MATERIAL TO PROCESS
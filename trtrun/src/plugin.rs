//! Loading of plugin libraries into the native plugin registry

use crate::error::{error_buffer, Error, Result};
use std::ffi::CString;
use std::path::{Path, PathBuf};
use std::sync::{Mutex, PoisonError};
use trtrun_sys::*;

/// Opaque handle of a loaded plugin library
#[derive(Debug, Clone, Copy, PartialEq, Eq, Hash)]
pub struct PluginHandle(usize);

impl PluginHandle {
    /// Wrap a raw handle value
    pub const fn from_raw(raw: usize) -> Self {
        PluginHandle(raw)
    }

    /// Raw handle value
    pub const fn as_raw(self) -> usize {
        self.0
    }
}

/// A library loaded through a [`PluginRegistry`]
#[derive(Debug, Clone, PartialEq, Eq)]
pub struct PluginLibrary {
    handle: PluginHandle,
    path: PathBuf,
}

impl PluginLibrary {
    /// Handle to pass to [`PluginRegistry::unload_library`]
    pub fn handle(&self) -> PluginHandle {
        self.handle
    }

    /// Path or library name the library was loaded from
    pub fn path(&self) -> &Path {
        &self.path
    }
}

#[cfg(unix)]
fn path_to_cstring(path: &Path) -> Result<CString> {
    use std::os::unix::ffi::OsStrExt;
    Ok(CString::new(path.as_os_str().as_bytes())?)
}

#[cfg(not(unix))]
fn path_to_cstring(path: &Path) -> Result<CString> {
    let path = path
        .to_str()
        .ok_or_else(|| Error::InvalidArgument("path is not valid UTF-8".to_string()))?;
    Ok(CString::new(path)?)
}

/// Tracks the plugin libraries this process loaded
///
/// Only handles returned by [`load_library`](Self::load_library) on the same
/// registry can be unloaded through it.
#[derive(Debug, Default)]
pub struct PluginRegistry {
    loaded: Mutex<Vec<PluginLibrary>>,
}

impl PluginRegistry {
    /// An empty registry
    pub fn new() -> Self {
        Self::default()
    }

    /// Load a shared library and register the plugin creators it exports
    ///
    /// `path` is handed to the native loader unchanged, so a bare library
    /// name is resolved through the dynamic loader's search path.
    pub fn load_library(&self, path: impl AsRef<Path>) -> Result<PluginLibrary> {
        let path = path.as_ref();
        let load_error = |reason: String| Error::PluginLoad {
            path: path.display().to_string(),
            reason,
        };

        let path_cstr = path_to_cstring(path).map_err(|e| load_error(e.to_string()))?;

        let mut handle: usize = 0;
        let mut error_msg = error_buffer();
        let result = unsafe {
            trt_plugin_load_library(
                path_cstr.as_ptr(),
                &mut handle,
                error_msg.as_mut_ptr(),
                error_msg.len(),
            )
        };

        if result != TRT_SUCCESS || handle == 0 {
            let err = Error::from_ffi(result, &error_msg);
            return Err(load_error(err.ffi_message()));
        }

        let library = PluginLibrary {
            handle: PluginHandle(handle),
            path: path.to_path_buf(),
        };
        tracing::debug!(path = %path.display(), handle = handle, "loaded plugin library");
        self.loaded
            .lock()
            .unwrap_or_else(PoisonError::into_inner)
            .push(library.clone());
        Ok(library)
    }

    /// Deregister a library loaded by this registry
    ///
    /// Unknown handles are rejected without reaching the native registry.
    pub fn unload_library(&self, handle: PluginHandle) -> Result<()> {
        let mut loaded = self.loaded.lock().unwrap_or_else(PoisonError::into_inner);
        let Some(position) = loaded.iter().position(|lib| lib.handle == handle) else {
            tracing::warn!(handle = handle.0, "unload of unknown plugin handle");
            return Err(Error::UnknownPluginHandle(handle.0));
        };

        let mut error_msg = error_buffer();
        let result = unsafe {
            trt_plugin_deregister_library(handle.0, error_msg.as_mut_ptr(), error_msg.len())
        };

        if result != TRT_SUCCESS {
            return Err(Error::from_ffi(result, &error_msg));
        }

        let library = loaded.swap_remove(position);
        tracing::debug!(path = %library.path.display(), "unloaded plugin library");
        Ok(())
    }

    /// Libraries currently loaded through this registry
    pub fn loaded(&self) -> Vec<PluginLibrary> {
        self.loaded
            .lock()
            .unwrap_or_else(PoisonError::into_inner)
            .clone()
    }
}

ASSIGNMENT
Gather each line from the listing above that holds "through".

WRITTEN RESPONSE
/// A library loaded through a [`PluginRegistry`]
/// registry can be unloaded through it.
    /// name is resolved through the dynamic loader's search path.
    /// Libraries currently loaded through this registry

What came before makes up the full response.